Advances in Clinical and Experimental Medicine
2018, vol. 27, nr 1, January, p. 125–133
Publication type: review article
Genetic polymorphisms and their involvement in the regulation of the inflammatory response in asthma and COPD
1 HLA Laboratory, National Institute of Respiratory Diseases Ismael Cosio Villegas, Mexico City, Mexico
2 Graduate Program in Biological Sciences, National Autonomous University of Mexico, Mexico City, Mexico
Asthma and chronic obstructive pulmonary disease (COPD) are widely documented diseases with an inflammatory component. Asthma is a heterogeneous disorder of the airways that involves chronic inflammation, decline of the airway function and tissue remodeling. Chronic obstructive pulmonary disease is a preventable and treatable disease, which is characterized by persistent limited airflow, and is usually progressive with an increased inflammatory response in the airways.
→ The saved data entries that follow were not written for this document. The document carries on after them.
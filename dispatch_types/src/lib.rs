//! Dispatch Types - Foundation Types for the command dispatcher
//!
//! This crate contains pure data structures shared by the dispatcher and by the
//! collaborators that register commands with it.
//!
//! ## Contents
//!
//! - Placeholder type specifiers (`[str]`, `[uint]`, `[float]`)
//! - Execution status tags
//! - Help listing records for commands and aliases
//!
//! ## Rules
//!
//! 1. **NO DISPATCH LOGIC** - Only data structures
//! 2. **NO WORKSPACE DEPENDENCIES** - Cannot depend on other workspace crates
//! 3. **SERIALIZABLE** - All types support serde

use serde::{Deserialize, Serialize};

// ============================================================================
// TYPE SPECIFIERS
// ============================================================================

/// Placeholder type accepted inside `[...]` in a command template
#[derive(Debug, Clone, Copy, PartialEq, Eq, Hash, Serialize, Deserialize)]
#[serde(rename_all = "lowercase")]
pub enum TypeSpecifier {
    /// Any sequence of characters, including the empty string
    Str,
    /// Zero or more ASCII digits
    UInt,
    /// Optional sign, optional ASCII integer digits, decimal point, ASCII
    /// fractional digits
    Float,
}

impl TypeSpecifier {
    /// Every specifier, in lookup order
    pub const ALL: [TypeSpecifier; 3] = [
        TypeSpecifier::Str,
        TypeSpecifier::UInt,
        TypeSpecifier::Float,
    ];

    /// Name as written between brackets in a template
    pub fn name(&self) -> &'static str {
        match self {
            TypeSpecifier::Str => "str",
            TypeSpecifier::UInt => "uint",
            TypeSpecifier::Float => "float",
        }
    }

    /// Regex capture group matching one argument of this type
    pub fn pattern(&self) -> &'static str {
        match self {
            TypeSpecifier::Str => "(.*)",
            TypeSpecifier::UInt => "([0-9]*)",
            TypeSpecifier::Float => r"([-+]?[0-9]*\.[0-9]+)",
        }
    }

    /// Look up a specifier by its template name
    pub fn from_name(name: &str) -> Option<Self> {
        Self::ALL.into_iter().find(|spec| spec.name() == name)
    }
}

impl std::fmt::Display for TypeSpecifier {
    fn fmt(&self, f: &mut std::fmt::Formatter<'_>) -> std::fmt::Result {
        write!(f, "{}", self.name())
    }
}

impl std::str::FromStr for TypeSpecifier {
    type Err = String;

    fn from_str(s: &str) -> Result<Self, Self::Err> {
        Self::from_name(s).ok_or_else(|| format!("Unknown type specifier: {}", s))
    }
}

// ============================================================================
// EXECUTION STATUS
// ============================================================================

/// Tag of an execution status, without its payload
#[derive(Debug, Clone, Copy, PartialEq, Eq, Hash, Serialize, Deserialize)]
#[serde(rename_all = "snake_case")]
pub enum ExecStatusKind {
    Success,
    Error,
    Pending,
}

impl ExecStatusKind {
    pub fn as_str(&self) -> &'static str {
        match self {
            ExecStatusKind::Success => "ok",
            ExecStatusKind::Error => "error",
            ExecStatusKind::Pending => "pending",
        }
    }
}

impl std::fmt::Display for ExecStatusKind {
    fn fmt(&self, f: &mut std::fmt::Formatter<'_>) -> std::fmt::Result {
        write!(f, "{}", self.as_str())
    }
}

// ============================================================================
// HELP LISTING RECORDS
// ============================================================================

/// A registered command as shown in help listings
#[derive(Debug, Clone, PartialEq, Eq, Serialize, Deserialize)]
pub struct CommandInfo {
    /// Raw template as written at registration, e.g. `vget /object/[str]/color`
    pub template: String,
    /// Human readable description
    pub description: String,
}

impl CommandInfo {
    pub fn new(template: impl Into<String>, description: impl Into<String>) -> Self {
        Self {
            template: template.into(),
            description: description.into(),
        }
    }
}

/// A defined alias as shown in help listings
#[derive(Debug, Clone, PartialEq, Eq, Serialize, Deserialize)]
pub struct AliasInfo {
    /// Alias name, invoked as `vrun <name>`
    pub name: String,
    /// Commands executed in order when the alias runs
    pub commands: Vec<String>,
    /// Human readable description
    pub description: String,
}

impl AliasInfo {
    pub fn new(
        name: impl Into<String>,
        commands: Vec<String>,
        description: impl Into<String>,
    ) -> Self {
        Self {
            name: name.into(),
            commands,
            description: description.into(),
        }
    }
}

#[cfg(test)]
mod tests {
    use super::*;

    #[test]
    fn test_type_specifier_lookup() {
        assert_eq!(TypeSpecifier::from_name("str"), Some(TypeSpecifier::Str));
        assert_eq!(TypeSpecifier::from_name("uint"), Some(TypeSpecifier::UInt));
        assert_eq!(TypeSpecifier::from_name("float"), Some(TypeSpecifier::Float));
        assert_eq!(TypeSpecifier::from_name("int"), None);
        assert_eq!(TypeSpecifier::from_name(""), None);
    }

    #[test]
    fn test_type_specifier_from_str() {
        let spec: TypeSpecifier = "uint".parse().unwrap();
        assert_eq!(spec, TypeSpecifier::UInt);
        assert!("foo".parse::<TypeSpecifier>().is_err());
    }

    #[test]
    fn test_type_specifier_serde_names() {
        let json = serde_json::to_string(&TypeSpecifier::UInt).unwrap();
        assert_eq!(json, "\"uint\"");
        let back: TypeSpecifier = serde_json::from_str("\"float\"").unwrap();
        assert_eq!(back, TypeSpecifier::Float);
    }

    #[test]
    fn test_exec_status_kind_display() {
        assert_eq!(ExecStatusKind::Success.to_string(), "ok");
        assert_eq!(ExecStatusKind::Pending.to_string(), "pending");
    }

    #[test]
    fn test_alias_info_creation() {
        let info = AliasInfo::new("reset", vec!["a".into(), "b".into()], "Reset scene");
        assert_eq!(info.name, "reset");
        assert_eq!(info.commands.len(), 2);
    }
}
The inflammatory response is evoked by the stimulus of noxious particles and gases. Inflammation is a natural process in response to injury, but in asthma and COPD patients it occurs as an abnormal immune response to pathogenic stimuli which induce chronic inflammation, a key process in the pathogenesis of both diseases. However, the inflammatory process is different in both diseases, and is involved in several release patterns of inflammation mediators. It is not entirely clear whether these proteins are simply markers of the inflammatory process that accompanies a chronic disease or if they play a major role in the pathogenesis of the disease. The main proteins which have been described in these illnesses are: IL-4, IL-6, IL-8, and TNF-α. In addition, polymorphisms have been described in genes encoding these proteins that alter the transcription and susceptibility associated with these diseases. In this review, we will focus on asthma and COPD, and the involvement of these proteins and their genetic polymorphisms.